11. A system comprising:
a stacked-die semiconductor device that includes a first die that includes a processor core and at least one second die that includes a processor-core extension positioned either above or below a portion of the processor core; and
a memory device operatively coupled to the processor-core extension to exchange data with the processor core.
12. The system of claim 11, further comprising a heatsink configured to dissipate thermal energy from the stacked-die semiconductor device.
13. The system of claim 12, wherein the at least one second die is positioned between the first die and the heatsink.
14. The system of claim 13, wherein the heatsink comprises an approximately uniform thickness relative the processor-core extension and the processor core.
15. The system of claim 11, wherein the processor-core extension comprises a floating point unit operatively coupled to the processor core.
16. The system of claim 11, wherein the processor-core extension comprises a cache extension operatively coupled to the processor core.
17. The system of claim 11, wherein the processor-core extension comprises at least one of a programmable accelerator extension, a matrix extension for matrix math, a branch prediction unit, an artificial intelligence accelerator, an audio accelerator, a video accelerator, or a cryptography extension for encryption or decryption of the data exchanged with the processor core.

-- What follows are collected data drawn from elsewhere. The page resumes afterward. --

//! Common error types for Ladder

use thiserror::Error;

/// Common result type for Ladder operations
pub type Result<T> = std::result::Result<T, Error>;

/// Common error types across Ladder crates
#[derive(Error, Debug)]
pub enum Error {
    /// I/O operation error (wraps std::io::Error)
    #[error("IO error: {0}")]
    Io(#[from] std::io::Error),

    /// Configuration loading or validation error
    #[error("Configuration error: {0}")]
    Config(String),

    /// Invalid user input or option value
    #[error("Invalid input: {0}")]
    InvalidInput(String),

    /// Unit name not present in the unit scale table
    #[error("Unknown unit: {0}")]
    UnknownUnit(String),

    /// Mesh quality name not recognized
    #[error("Unknown mesh quality: {0}")]
    UnknownQuality(String),

    /// Meshing algorithm id or name not recognized
    #[error("Unknown meshing algorithm: {0}")]
    UnknownAlgorithm(String),
}
//! Orchestration state of one batch

use crate::models::{FileWarning, ImportOptions};
use crate::scene::{CollectionId, ObjectId};
use ladder_common::MeshSizeBounds;
use std::path::PathBuf;
use std::time::Instant;
use tracing::debug;

/// One user-invoked import, owned by the pipeline while it runs
#[derive(Debug)]
pub struct BatchJob {
    pub files: Vec<PathBuf>,
    pub options: ImportOptions,
    pub bounds: MeshSizeBounds,
    pub target_collection: Option<CollectionId>,
    /// Objects created so far, in creation order
    pub objects: Vec<ObjectId>,
    /// Intermediate mesh files to delete when the batch ends
    pub temp_files: Vec<PathBuf>,
    pub warnings: Vec<FileWarning>,
    pub started_at: Instant,
    pub current_index: usize,
}

impl BatchJob {
    pub fn new(
        files: Vec<PathBuf>,
        options: ImportOptions,
        bounds: MeshSizeBounds,
        target_collection: Option<CollectionId>,
    ) -> Self {
        Self {
            files,
            options,
            bounds,
            target_collection,
            objects: Vec::new(),
            temp_files: Vec::new(),
            warnings: Vec::new(),
            started_at: Instant::now(),
            current_index: 0,
        }
    }

    pub fn total(&self) -> usize {
        self.files.len()
    }

    pub fn is_complete(&self) -> bool {
        self.current_index >= self.files.len()
    }

    pub fn current_file(&self) -> Option<&PathBuf> {
        self.files.get(self.current_index)
    }

    /// Delete every registered temp file; failures are ignored
    pub fn cleanup_temp_files(&mut self) {
        for path in self.temp_files.drain(..) {
            if path.exists() {
                if let Err(e) = std::fs::remove_file(&path) {
                    debug!("Could not remove temp file {}: {}", path.display(), e);
                }
            }
        }
    }
}
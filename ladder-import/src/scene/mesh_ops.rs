//! Triangle mesh data and the edits used by import post-processing

use nalgebra::{Matrix3, Point3, Vector3};
use std::collections::{HashMap, VecDeque};

/// Indexed triangle mesh in object-local coordinates
#[derive(Debug, Clone, Default, PartialEq)]
pub struct TriMesh {
    pub vertices: Vec<Point3<f64>>,
    pub faces: Vec<[usize; 3]>,
}

impl TriMesh {
    /// Build from loose triangles, sharing bit-identical corners
    pub fn from_triangles(triangles: &[[Point3<f64>; 3]]) -> Self {
        let mut mesh = TriMesh::default();
        let mut index: HashMap<[u64; 3], usize> = HashMap::new();

        for triangle in triangles {
            let mut face = [0usize; 3];
            for (slot, corner) in face.iter_mut().zip(triangle) {
                // +0.0 folds -0.0 into 0.0
                let key = [
                    (corner.x + 0.0).to_bits(),
                    (corner.y + 0.0).to_bits(),
                    (corner.z + 0.0).to_bits(),
                ];
                *slot = *index.entry(key).or_insert_with(|| {
                    mesh.vertices.push(*corner);
                    mesh.vertices.len() - 1
                });
            }
            mesh.faces.push(face);
        }
        mesh
    }

    pub fn is_empty(&self) -> bool {
        self.faces.is_empty()
    }

    /// Mean of all vertices
    pub fn median(&self) -> Option<Point3<f64>> {
        if self.vertices.is_empty() {
            return None;
        }
        let sum: Vector3<f64> = self.vertices.iter().map(|v| v.coords).sum();
        Some(Point3::from(sum / self.vertices.len() as f64))
    }

    /// Axis-aligned bounds as (min, max)
    pub fn bounds(&self) -> Option<(Point3<f64>, Point3<f64>)> {
        let first = *self.vertices.first()?;
        Some(
            self.vertices
                .iter()
                .fold((first, first), |(lo, hi), v| (lo.inf(v), hi.sup(v))),
        )
    }

    pub fn bounds_center(&self) -> Option<Point3<f64>> {
        let (lo, hi) = self.bounds()?;
        Some(nalgebra::center(&lo, &hi))
    }

    pub fn transform(&mut self, matrix: &Matrix3<f64>) {
        for v in &mut self.vertices {
            *v = Point3::from(matrix * v.coords);
        }
    }

    pub fn translate(&mut self, offset: &Vector3<f64>) {
        for v in &mut self.vertices {
            *v += *offset;
        }
    }

    /// Weld vertices closer than `threshold`
    ///
    /// Faces that collapse are dropped and unused vertices removed.
    /// Returns the number of vertices removed.
    pub fn merge_by_distance(&mut self, threshold: f64) -> usize {
        if threshold <= 0.0 || self.vertices.is_empty() {
            return 0;
        }

        let cell_of = |v: &Point3<f64>| v.coords.map(|c| (c / threshold).floor() as i64);
        let mut grid: HashMap<[i64; 3], Vec<usize>> = HashMap::new();
        let mut kept: Vec<Point3<f64>> = Vec::new();
        let mut remap = vec![0usize; self.vertices.len()];

        for (i, v) in self.vertices.iter().enumerate() {
            let cell = cell_of(v);
            let mut found = None;
            'search: for dx in -1..=1 {
                for dy in -1..=1 {
                    for dz in -1..=1 {
                        let key = [cell.x + dx, cell.y + dy, cell.z + dz];
                        if let Some(candidates) = grid.get(&key) {
                            for &k in candidates {
                                if nalgebra::distance(&kept[k], v) <= threshold {
                                    found = Some(k);
                                    break 'search;
                                }
                            }
                        }
                    }
                }
            }

            remap[i] = match found {
                Some(k) => k,
                None => {
                    kept.push(*v);
                    grid.entry([cell.x, cell.y, cell.z])
                        .or_default()
                        .push(kept.len() - 1);
                    kept.len() - 1
                }
            };
        }

        let faces: Vec<[usize; 3]> = self
            .faces
            .iter()
            .map(|f| f.map(|i| remap[i]))
            .filter(|f| f[0] != f[1] && f[1] != f[2] && f[0] != f[2])
            .collect();

        let before = self.vertices.len();
        self.vertices = kept;
        self.faces = faces;
        self.remove_unused_vertices();
        before - self.vertices.len()
    }

    fn remove_unused_vertices(&mut self) {
        let mut used = vec![None; self.vertices.len()];
        let mut vertices = Vec::new();
        for face in &mut self.faces {
            for i in face.iter_mut() {
                let new_index = *used[*i].get_or_insert_with(|| {
                    vertices.push(self.vertices[*i]);
                    vertices.len() - 1
                });
                *i = new_index;
            }
        }
        self.vertices = vertices;
    }

    /// Make winding consistent across shared edges, then orient each
    /// connected part so its enclosed volume is positive
    pub fn recalculate_normals(&mut self) {
        let mut edge_faces: HashMap<(usize, usize), Vec<usize>> = HashMap::new();
        for (fi, f) in self.faces.iter().enumerate() {
            for (a, b) in edges(f) {
                edge_faces.entry((a.min(b), a.max(b))).or_default().push(fi);
            }
        }

        let mut visited = vec![false; self.faces.len()];
        for seed in 0..self.faces.len() {
            if visited[seed] {
                continue;
            }

            let mut component = vec![seed];
            let mut queue = VecDeque::from([seed]);
            visited[seed] = true;

            while let Some(fi) = queue.pop_front() {
                for (a, b) in edges(&self.faces[fi]) {
                    let Some(neighbors) = edge_faces.get(&(a.min(b), a.max(b))) else {
                        continue;
                    };
                    for &ni in neighbors {
                        if visited[ni] {
                            continue;
                        }
                        // Consistent neighbors traverse the shared edge the other way
                        if edges(&self.faces[ni]).any(|e| e == (a, b)) {
                            self.faces[ni].swap(1, 2);
                        }
                        visited[ni] = true;
                        component.push(ni);
                        queue.push_back(ni);
                    }
                }
            }

            let volume: f64 = component.iter().map(|&fi| self.face_volume(fi)).sum();
            if volume < 0.0 {
                for &fi in &component {
                    self.faces[fi].swap(1, 2);
                }
            }
        }
    }

    fn corners(&self, fi: usize) -> [Point3<f64>; 3] {
        self.faces[fi].map(|i| self.vertices[i])
    }

    fn face_volume(&self, fi: usize) -> f64 {
        let [a, b, c] = self.corners(fi);
        a.coords.dot(&b.coords.cross(&c.coords)) / 6.0
    }

    /// Signed enclosed volume (positive for outward winding)
    pub fn signed_volume(&self) -> f64 {
        (0..self.faces.len()).map(|fi| self.face_volume(fi)).sum()
    }

    /// Unit normal per face; zero for degenerate faces
    pub fn face_normals(&self) -> Vec<Vector3<f64>> {
        (0..self.faces.len())
            .map(|fi| {
                let [a, b, c] = self.corners(fi);
                (b - a)
                    .cross(&(c - a))
                    .try_normalize(0.0)
                    .unwrap_or_else(Vector3::zeros)
            })
            .collect()
    }
}

fn edges(f: &[usize; 3]) -> impl Iterator<Item = (usize, usize)> {
    [(f[0], f[1]), (f[1], f[2]), (f[2], f[0])].into_iter()
}
//! Batch import pipeline
//!
//! Steppable state machine: `Idle → Running → {Finished, Cancelled}`.
//! [`ImportPipeline::start`] validates the selection and prepares a
//! [`BatchJob`]; every [`ImportPipeline::step`] then does exactly one unit of
//! work (one file's conversion, import and post-processing, or the final
//! completion/cancellation). Cancellation is only observed at the start of a
//! step, so a conversion in progress always runs to completion.
//!
//! A failing file contributes zero objects and one warning; it never aborts
//! the batch.

pub mod driver;
pub mod job;
pub mod naming;

pub use driver::{drive, run_blocking, TICK_INTERVAL};
pub use job::BatchJob;

use crate::backend::{MeshBackend, MeshEngine};
use crate::error::{FileFailure, PipelineError};
use crate::models::report::summary_message;
use crate::models::{
    BatchOutcome, BatchProgress, BatchReport, ConversionRequest, FileWarning, ImportOptions,
    OriginMode, Phase,
};
use crate::scene::{ObjectId, ObjectKind, OriginTarget, Scene, SceneResult};
use crate::services::resolve_input_files;
use ladder_common::{LinearUnit, MeshSizeBounds, SourceUnit};
use nalgebra::Point3;
use std::collections::HashSet;
use std::path::{Path, PathBuf};
use tokio_util::sync::CancellationToken;
use tracing::{error, info, warn};

/// Lifecycle of the pipeline
#[derive(Debug, Clone, Copy, PartialEq, Eq)]
pub enum PipelineState {
    Idle,
    Running,
    Finished,
    Cancelled,
}

/// Result of one [`ImportPipeline::step`]
#[derive(Debug)]
pub enum StepOutcome {
    /// No batch is running
    Idle,
    /// One file was processed; more work remains
    Continue,
    Finished(BatchReport),
    Cancelled(BatchReport),
}

/// Batch driver over a mesh backend and a host scene
pub struct ImportPipeline<E: MeshEngine, S: Scene> {
    backend: MeshBackend<E>,
    scene: S,
    progress: BatchProgress,
    job: Option<BatchJob>,
    state: PipelineState,
    cancel: CancellationToken,
    /// Directory for intermediate meshes (system temp dir when unset)
    temp_dir: Option<PathBuf>,
}

impl<E: MeshEngine, S: Scene> ImportPipeline<E, S> {
    pub fn new(backend: MeshBackend<E>, scene: S) -> Self {
        Self {
            backend,
            scene,
            progress: BatchProgress::new(),
            job: None,
            state: PipelineState::Idle,
            cancel: CancellationToken::new(),
            temp_dir: None,
        }
    }

    /// Write intermediate meshes into `dir`
    pub fn with_temp_dir(mut self, dir: impl Into<PathBuf>) -> Self {
        self.temp_dir = Some(dir.into());
        self
    }

    pub fn backend(&self) -> &MeshBackend<E> {
        &self.backend
    }

    pub fn backend_mut(&mut self) -> &mut MeshBackend<E> {
        &mut self.backend
    }

    pub fn scene(&self) -> &S {
        &self.scene
    }

    pub fn scene_mut(&mut self) -> &mut S {
        &mut self.scene
    }

    pub fn into_parts(self) -> (MeshBackend<E>, S) {
        (self.backend, self.scene)
    }

    pub fn progress(&self) -> &BatchProgress {
        &self.progress
    }

    pub fn state(&self) -> PipelineState {
        self.state
    }

    pub fn is_running(&self) -> bool {
        self.state == PipelineState::Running
    }

    /// The running batch, if any
    pub fn job(&self) -> Option<&BatchJob> {
        self.job.as_ref()
    }

    /// Token that cancels the running batch at its next step
    ///
    /// A token stays valid across batches until it is used.
    pub fn cancel_token(&self) -> CancellationToken {
        self.cancel.clone()
    }

    pub fn cancel(&self) {
        self.cancel.cancel();
    }

    /// Begin a batch; returns the number of files to process
    ///
    /// Fails before touching the scene when the backend is missing or no
    /// importable file was selected.
    pub fn start(&mut self, inputs: &[PathBuf], options: ImportOptions) -> Result<usize, PipelineError> {
        if self.is_running() {
            return Err(PipelineError::AlreadyRunning);
        }

        if !self.backend.is_available() {
            error!("gmsh is not installed");
            return Err(PipelineError::BackendUnavailable);
        }

        let files = resolve_input_files(inputs);
        if files.is_empty() {
            return Err(PipelineError::NoFilesResolved);
        }

        let bounds = MeshSizeBounds::resolve(
            options.mesh_quality,
            options.mesh_size_min,
            options.mesh_size_max,
        )?;
        if !options.global_scale.is_finite() || options.global_scale <= 0.0 {
            return Err(ladder_common::Error::InvalidInput(format!(
                "scale must be a positive number (got {})",
                options.global_scale
            ))
            .into());
        }
        if !options.merge_distance.is_finite() || options.merge_distance < 0.0 {
            return Err(ladder_common::Error::InvalidInput(format!(
                "merge distance must be a non-negative number (got {})",
                options.merge_distance
            ))
            .into());
        }

        let target_collection = if options.import_to_collection {
            let name = naming::collection_name(
                options.collection_name.as_deref(),
                &file_stem(&files[0]),
                files.len(),
            );
            Some(self.scene.new_collection(&name))
        } else {
            None
        };

        let total = files.len();
        info!(
            total,
            quality = %options.mesh_quality,
            min = bounds.min,
            max = bounds.max,
            "Starting CAD import"
        );

        // A token cancelled by an earlier batch must not stop this one
        if self.cancel.is_cancelled() {
            self.cancel = CancellationToken::new();
        }
        self.progress.start(total);
        self.job = Some(BatchJob::new(files, options, bounds, target_collection));
        self.state = PipelineState::Running;
        Ok(total)
    }

    /// Advance the batch by one unit of work
    pub fn step(&mut self) -> StepOutcome {
        if self.state != PipelineState::Running {
            return StepOutcome::Idle;
        }
        let Some(mut job) = self.job.take() else {
            self.state = PipelineState::Idle;
            return StepOutcome::Idle;
        };

        if self.cancel.is_cancelled() {
            return StepOutcome::Cancelled(self.finish_cancelled(job));
        }

        if job.is_complete() {
            return StepOutcome::Finished(self.finish(job));
        }

        let index = job.current_index;
        let input = job.files[index].clone();
        match self.process_file(&mut job, &input) {
            Ok(objects) => job.objects.extend(objects),
            Err(failure) => {
                error!(file = %input.display(), index, "Import failed: {}", failure);
                job.warnings.push(FileWarning::new(input, failure));
            }
        }

        // Status stays as the last phase wrote it
        job.current_index += 1;
        self.job = Some(job);
        StepOutcome::Continue
    }

    fn set_phase(&mut self, index: usize, name: &str, phase: Phase) {
        self.progress.update(index, name, phase);
        let status = self.progress.status_text();
        self.scene.set_status_text(Some(&status));
    }

    /// Convert, import and post-process one file
    fn process_file(&mut self, job: &mut BatchJob, input: &Path) -> Result<Vec<ObjectId>, FileFailure> {
        let index = job.current_index;
        let display_name = input
            .file_name()
            .map(|n| n.to_string_lossy().into_owned())
            .unwrap_or_default();

        self.set_phase(index, &display_name, Phase::Converting);

        // Registered before conversion so a failure still gets it cleaned up
        let output = self.allocate_temp_file()?;
        job.temp_files.push(output.clone());

        let unit_scale = self.resolve_unit_scale(job.options.source_unit, input);

        let request = ConversionRequest::new(input, &output, job.bounds)
            .with_algorithm(job.options.algorithm)
            .with_optimize(job.options.optimize_mesh)
            .with_healing(job.options.healing);
        let part_names = self.backend.convert(&request).into_result()?;

        let produced = std::fs::metadata(&output)
            .map(|m| m.len() > 0)
            .unwrap_or(false);
        if !produced {
            return Err(FileFailure::MissingOutput);
        }

        self.set_phase(index, &display_name, Phase::Importing);

        // The scene does not report what it created; diff the object set
        let before: HashSet<ObjectId> = self.scene.objects().into_iter().collect();
        let final_scale = job.options.global_scale * unit_scale;
        self.scene
            .import_stl(&output, final_scale)
            .map_err(|e| FileFailure::Import(e.to_string()))?;
        let new_objects: Vec<ObjectId> = self
            .scene
            .objects()
            .into_iter()
            .filter(|id| !before.contains(id))
            .collect();

        if new_objects.is_empty() {
            return Err(FileFailure::NoObjectsProduced);
        }

        let names = naming::plan_object_names(
            &file_stem(input),
            new_objects.len(),
            &part_names,
            job.options.use_part_names,
        );
        for (id, name) in new_objects.iter().zip(&names) {
            if let Err(e) = self.scene.rename(*id, name) {
                warn!("Could not rename {} to {}: {}", id, name, e);
            }
        }

        if let Some(collection) = job.target_collection {
            for id in &new_objects {
                if let Err(e) = self.scene.move_to_collection(*id, collection) {
                    warn!("Could not move {} to collection: {}", id, e);
                }
            }
        }

        for id in &new_objects {
            if self.scene.object_kind(*id) != Some(ObjectKind::Mesh) {
                continue;
            }
            if let Err(e) = self.post_process(*id, &job.options) {
                warn!("Post-processing of {} failed: {}", id, e);
            }
        }

        info!(
            file = %input.display(),
            objects = new_objects.len(),
            scale = final_scale,
            "Imported file"
        );
        Ok(new_objects)
    }

    fn allocate_temp_file(&self) -> Result<PathBuf, FileFailure> {
        let mut builder = tempfile::Builder::new();
        builder.prefix("ladder_").suffix(".stl");
        let file = match &self.temp_dir {
            Some(dir) => builder.tempfile_in(dir),
            None => builder.tempfile(),
        }
        .map_err(|e| FileFailure::TempFile(e.to_string()))?;

        file.into_temp_path()
            .keep()
            .map_err(|e| FileFailure::TempFile(e.to_string()))
    }

    /// Meters per source unit, estimating from the model when asked to
    fn resolve_unit_scale(&mut self, source_unit: SourceUnit, input: &Path) -> f64 {
        let unit = match source_unit {
            SourceUnit::Unit(unit) => unit,
            SourceUnit::Auto => self
                .backend
                .get_model_info(input)
                .estimated_unit
                .unwrap_or(LinearUnit::Millimeters),
        };
        unit.scale_to_meters()
    }

    /// Post-processing of one mesh object, each step gated by its option
    fn post_process(&mut self, id: ObjectId, options: &ImportOptions) -> SceneResult<()> {
        if options.smooth_shading {
            self.scene.shade_smooth(id)?;
        }
        if options.merge_distance > 0.0 {
            self.scene.merge_by_distance(id, options.merge_distance)?;
        }
        if options.recalc_normals {
            self.scene.recalculate_normals(id)?;
        }
        if options.apply_transform {
            self.scene.apply_transform(id, true, true)?;
        }

        match options.set_origin {
            OriginMode::None => Ok(()),
            OriginMode::Geometry => self.scene.set_origin(id, OriginTarget::GeometryMedian),
            OriginMode::Bounds => self.scene.set_origin(id, OriginTarget::BoundsCenter),
            OriginMode::Cursor => self.scene.set_origin(id, OriginTarget::Cursor),
            OriginMode::World => {
                // Origin-to-cursor is the only primitive; borrow the cursor
                let saved = self.scene.cursor_location();
                self.scene.set_cursor_location(Point3::origin());
                let result = self.scene.set_origin(id, OriginTarget::Cursor);
                self.scene.set_cursor_location(saved);
                result
            }
        }
    }

    fn finish(&mut self, mut job: BatchJob) -> BatchReport {
        self.progress.stop();
        self.scene.set_status_text(None);
        job.cleanup_temp_files();

        let objects: Vec<ObjectId> = job
            .objects
            .iter()
            .copied()
            .filter(|id| self.scene.contains(*id))
            .collect();
        self.scene.select_only(&objects);
        if !self.scene.in_camera_view() {
            self.scene.frame_selected();
        }

        let elapsed = job.started_at.elapsed();
        let message = summary_message(objects.len(), job.total(), elapsed);
        info!("{}", message);

        self.state = PipelineState::Finished;
        BatchReport {
            outcome: BatchOutcome::Finished,
            objects,
            files_total: job.total(),
            files_processed: job.current_index,
            warnings: job.warnings,
            elapsed,
            message,
        }
    }

    fn finish_cancelled(&mut self, mut job: BatchJob) -> BatchReport {
        self.progress.stop();
        self.progress.cancel();
        self.scene.set_status_text(None);
        job.cleanup_temp_files();

        if let Some(collection) = job.target_collection {
            if matches!(self.scene.collection_len(collection), Ok(0)) {
                if let Err(e) = self.scene.remove_collection(collection) {
                    warn!("Could not remove empty collection: {}", e);
                }
            }
        }

        info!(
            processed = job.current_index,
            total = job.total(),
            "Import cancelled"
        );

        self.state = PipelineState::Cancelled;
        let files_total = job.total();
        BatchReport {
            outcome: BatchOutcome::Cancelled,
            objects: job.objects,
            files_total,
            files_processed: job.current_index,
            warnings: job.warnings,
            elapsed: job.started_at.elapsed(),
            message: "Import cancelled".to_string(),
        }
    }
}

fn file_stem(path: &Path) -> String {
    path.file_stem()
        .map(|s| s.to_string_lossy().into_owned())
        .unwrap_or_default()
}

18. A method of forming a stacked-die semiconductor device, the method comprising:
integrating a processor core within a first die of the stacked-die semiconductor device;
arranging at least one second die of the stacked-die semiconductor device either above or below the first die; and
integrating a processor-core extension within the at least one second die either above or below a portion the processor core.
19. The method of claim 18, wherein the portion of the processor core comprises a level one cache and a level one load store unit, and integrating the processor-core extension comprises integrating a level two cache or a level three cache within the at least one second die either above or below the level one load store unit of the processor core.
20. The method of claim 18, further comprising:
arranging a heatsink having an approximately uniform thickness adjacent to the at least one second die such that the processor-core extension is between the heatsink and the processor core.